J’ai vu des talents s’ennuyer dans des entreprises, attendant vainement qu’un projet leur soit confié ou qu’au moins on les y implique, quand d’autres travaillaient la nuit et le week-end se demandant comment se sortir d’une situation complexe dont ils n’avaient pas toutes les clefs. J’ai vu des start-up mettre la clef sous la porte pour de mauvaises raisons (lenteur administrative dans les prises de décision, incompréhension, manque de formation…). J’ai vu des hommes et des femmes de tous âges, brillants, s’essouffler au fil du temps…

Et pourtant, nous avons tout pour réussir, même ici, en France… Des bonnes volontés, des talents, des experts en tous genres, des idées, des outils de productivité, Internet… mais nous avons aussi des freins…!
De vieilles idées reçues, des managers attachés à leur vieux monde et refusant de le voir bouger, ce monde, des fois qu’un plus jeune, plus ambitieux, plus au fait des nouveautés vienne lui damer le pion ; des investisseurs fiers de leurs parcours (et souvent, ils ont raison de l’être) mais dont on se sait plus très bien s’il veulent en faire bénéficier un porteur de projet ou s’il veut seulement afficher ce parcours pour un peu de reconnaissance supplémentaire…

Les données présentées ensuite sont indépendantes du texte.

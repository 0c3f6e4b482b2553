//! In-memory ZIP archive reader.
//!
//! Reads archives the way they are designed to be read: locate the EOCD at
//! the tail, walk the Central Directory, then resolve each entry's data
//! through its Local File Header. Used to inspect archives produced by
//! [`ArchiveBuilder`](super::ArchiveBuilder).

use byteorder::{LittleEndian, ReadBytesExt};
use flate2::Crc;
use flate2::read::DeflateDecoder;
use std::io::{Cursor, Read};

use super::ArchiveError;
use super::structures::*;

/// Maximum ZIP comment size allowed by the format (65535 bytes).
const MAX_COMMENT_SIZE: usize = 65535;

/// Parsed view over a complete archive held in memory.
pub struct ArchiveReader<'a> {
    data: &'a [u8],
    entries: Vec<ZipFileEntry>,
}

impl<'a> ArchiveReader<'a> {
    /// Parse the Central Directory of `data`.
    pub fn new(data: &'a [u8]) -> Result<Self, ArchiveError> {
        let eocd = find_eocd(data)?;
        if eocd.is_zip64() {
            return Err(ArchiveError::Unsupported("ZIP64 archives"));
        }

        let cd_start = eocd.cd_offset as usize;
        let cd_end = cd_start + eocd.cd_size as usize;
        let cd_data = data
            .get(cd_start..cd_end)
            .ok_or(ArchiveError::Malformed("central directory out of bounds"))?;

        let mut cursor = Cursor::new(cd_data);
        let mut entries = Vec::with_capacity(eocd.total_entries as usize);
        for _ in 0..eocd.total_entries {
            entries.push(parse_cdfh(&mut cursor)?);
        }

        Ok(Self { data, entries })
    }

    /// Entries in Central Directory order.
    pub fn entries(&self) -> &[ZipFileEntry] {
        &self.entries
    }

    /// Decompress one entry and verify its CRC-32.
    pub fn read(&self, entry: &ZipFileEntry) -> Result<Vec<u8>, ArchiveError> {
        let start = self.data_offset(entry)?;
        let end = start + entry.compressed_size as usize;
        let raw = self
            .data
            .get(start..end)
            .ok_or(ArchiveError::Malformed("entry data out of bounds"))?;

        let content = match entry.compression_method {
            CompressionMethod::Stored => raw.to_vec(),
            CompressionMethod::Deflate => {
                let mut out = Vec::with_capacity(entry.uncompressed_size as usize);
                DeflateDecoder::new(raw).read_to_end(&mut out)?;
                out
            }
            CompressionMethod::Unknown(_) => {
                return Err(ArchiveError::Unsupported("compression method"));
            }
        };

        let mut crc = Crc::new();
        crc.update(&content);
        if crc.sum() != entry.crc32 || content.len() as u64 != entry.uncompressed_size {
            return Err(ArchiveError::ChecksumMismatch(entry.file_name.clone()));
        }

        Ok(content)
    }

    /// The Local File Header carries its own name/extra lengths, which may
    /// differ from the Central Directory copy.
    fn data_offset(&self, entry: &ZipFileEntry) -> Result<usize, ArchiveError> {
        let lfh_start = entry.lfh_offset as usize;
        let lfh = self
            .data
            .get(lfh_start..lfh_start + LFH_SIZE)
            .ok_or(ArchiveError::Malformed("local header out of bounds"))?;
        if &lfh[0..4] != LFH_SIGNATURE {
            return Err(ArchiveError::Malformed("invalid local file header"));
        }

        let mut cursor = Cursor::new(&lfh[26..]);
        let file_name_length = cursor.read_u16::<LittleEndian>()? as usize;
        let extra_field_length = cursor.read_u16::<LittleEndian>()? as usize;

        Ok(lfh_start + LFH_SIZE + file_name_length + extra_field_length)
    }
}

fn find_eocd(data: &[u8]) -> Result<EndOfCentralDirectory, ArchiveError> {
    if data.len() < EndOfCentralDirectory::SIZE {
        return Err(ArchiveError::Malformed("not a zip archive"));
    }

    // Common case first: no archive comment.
    let tail = &data[data.len() - EndOfCentralDirectory::SIZE..];
    if &tail[0..4] == EndOfCentralDirectory::SIGNATURE && tail[20..22] == [0, 0] {
        return EndOfCentralDirectory::from_bytes(tail);
    }

    let search_size = (MAX_COMMENT_SIZE + EndOfCentralDirectory::SIZE).min(data.len());
    let search_start = data.len() - search_size;
    let window = &data[search_start..];

    for i in (0..=window.len() - EndOfCentralDirectory::SIZE).rev() {
        if &window[i..i + 4] == EndOfCentralDirectory::SIGNATURE {
            let comment_len = u16::from_le_bytes([window[i + 20], window[i + 21]]) as usize;
            if comment_len == window.len() - i - EndOfCentralDirectory::SIZE {
                return EndOfCentralDirectory::from_bytes(&window[i..]);
            }
        }
    }

    Err(ArchiveError::Malformed("not a zip archive"))
}

fn parse_cdfh(cursor: &mut Cursor<&[u8]>) -> Result<ZipFileEntry, ArchiveError> {
    let mut sig = [0u8; 4];
    cursor.read_exact(&mut sig)?;
    if sig != CDFH_SIGNATURE {
        return Err(ArchiveError::Malformed("invalid central directory file header"));
    }

    let _version_made_by = cursor.read_u16::<LittleEndian>()?;
    let _version_needed = cursor.read_u16::<LittleEndian>()?;
    let flags = cursor.read_u16::<LittleEndian>()?;
    let compression_method = cursor.read_u16::<LittleEndian>()?;
    let last_mod_time = cursor.read_u16::<LittleEndian>()?;
    let last_mod_date = cursor.read_u16::<LittleEndian>()?;
    let crc32 = cursor.read_u32::<LittleEndian>()?;
    let compressed_size = cursor.read_u32::<LittleEndian>()? as u64;
    let uncompressed_size = cursor.read_u32::<LittleEndian>()? as u64;
    let file_name_length = cursor.read_u16::<LittleEndian>()?;
    let extra_field_length = cursor.read_u16::<LittleEndian>()?;
    let file_comment_length = cursor.read_u16::<LittleEndian>()?;
    let _disk_number_start = cursor.read_u16::<LittleEndian>()?;
    let _internal_attrs = cursor.read_u16::<LittleEndian>()?;
    let _external_attrs = cursor.read_u32::<LittleEndian>()?;
    let lfh_offset = cursor.read_u32::<LittleEndian>()? as u64;

    let mut file_name_bytes = vec![0u8; file_name_length as usize];
    cursor.read_exact(&mut file_name_bytes)?;
    let file_name = String::from_utf8_lossy(&file_name_bytes).to_string();
    let is_directory = file_name.ends_with('/');

    cursor.set_position(cursor.position() + extra_field_length as u64 + file_comment_length as u64);

    Ok(ZipFileEntry {
        file_name,
        compression_method: CompressionMethod::from_u16(compression_method),
        flags,
        compressed_size,
        uncompressed_size,
        crc32,
        lfh_offset,
        last_mod_time,
        last_mod_date,
        is_directory,
    })
}
/// Tracing subscriber setup shared by both binaries
///
/// `RUST_LOG` overrides the default directives. `LOG_FORMAT=json` switches
/// to one JSON object per line.
use tracing_subscriber::EnvFilter;

pub fn init(binary_target: &str) {
    let filter = EnvFilter::try_from_default_env()
        .unwrap_or_else(|_| EnvFilter::new(format!("product_service=info,{binary_target}=info")));

    let json = std::env::var("LOG_FORMAT")
        .map(|v| v.eq_ignore_ascii_case("json"))
        .unwrap_or(false);

    let builder = tracing_subscriber::fmt().with_env_filter(filter);
    if json {
        builder.json().init();
    } else {
        builder.init();
    }
}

Monsieur le (mauvais) manager, regarde autour de toi… le monde a changé. Aujourd’hui, on participe, on contribue, on partage. Personne n’en veut à ton job : tel qu’il est, il est déjà mort, ton job… qui voudrait enfiler tes charentaises trop larges et trop moches ou tes souliers vernis trop étriqués ? Entoure toi plutôt de cette jeune génération qui sait ce que tu ne sais pas et qui attend de toi la structure nécessaire à la mise en œuvre d’un projet de grande échelle. Et fais lui confiance, elle saura te le rendre… Monsieur le directeur général, descend de ta tour d’ivoire et écoute ceux qui bossent pour toi. Ce sont eux qui la font tourner ta boite. C’est grâce à eux que tu frimes dans ta super voiture de fonction

Messieurs les (mauvais) investisseurs, acceptez que celui qui présente un projet ne soit pas à la fois expert comptable, développeur, marketing man, phénomène média et visionnaire. S’il est là, à vous présenter un projet, c’est parce qu’il a besoin de vous et pas uniquement de vos sous… Il a besoin de vos connaissances, de vos expertises, de votre maturité… Soyez le maître qui guide au lieu d’être le maître qui châtie. Abandonnez cet air supérieur et suffisant que vous avez parfois pour être vous-même. Le projet n’est pas bon ? Dites-le, c’est important pour le porteur de projet (surtout pour lui, d’ailleurs…) mais n’oubliez vos valeurs : respect est le maître mot…

Fort heureusement, il y a aussi de « bons » managers et de « bons » investisseurs. Malheureusement Mesdames et Messieurs, vous ne constituez pas la majorité du genre…

Je m’égare ? A peine… Le sujet de ce billet était la rencontre possible de 2 mondes. Aujourd’hui, on oppose « l’ancien monde », au « nouveau monde » (entendez la génération 1.0 – appelons la comme ça – contre la génération 2.0) de la même façon qu’on oppose noir/blanc, nord/sud, gentil/méchant, intelligent/bête, jeune/vieux… N’y aurait-il pas une autre façon d’envisager les choses ?

Jean-François Ruiz a prouvé que l’on pouvait travailler sa e-Réputation, créer des formations en ligne, partager sur le net ET se rencontrer dans la « vraie vie » pour faire du business, pour échanger des informations ou pour « réseauter ». Il suffit de se rendre sur son blog ou sur l’un de ses nombreux sites pour se rendre compte que virtuel rime parfaitement avec réel et que numérique ne s’oppose pas à la place du village, bien au contraire ! Les outils numériques sont… des outils… et non une fin en soi… Jeff n’oppose pas un « ancien monde » à un « nouveau monde », loin de là, puisqu’il les fait se rencontrer, « se connecter ». En témoigne la présence d’entreprises telles que Orange, Sun Microsystem ou encore les 230 start-ups du programme Startup Academy qui se retrouvent sous l’arbre à palabre avec tout un écosystème, du développeur d’applications web et iPhone à l’investisseur privé en passant par les consultants spécialisés et les communicants nécessaires à ce que tout cela fonctionne pour tout le monde.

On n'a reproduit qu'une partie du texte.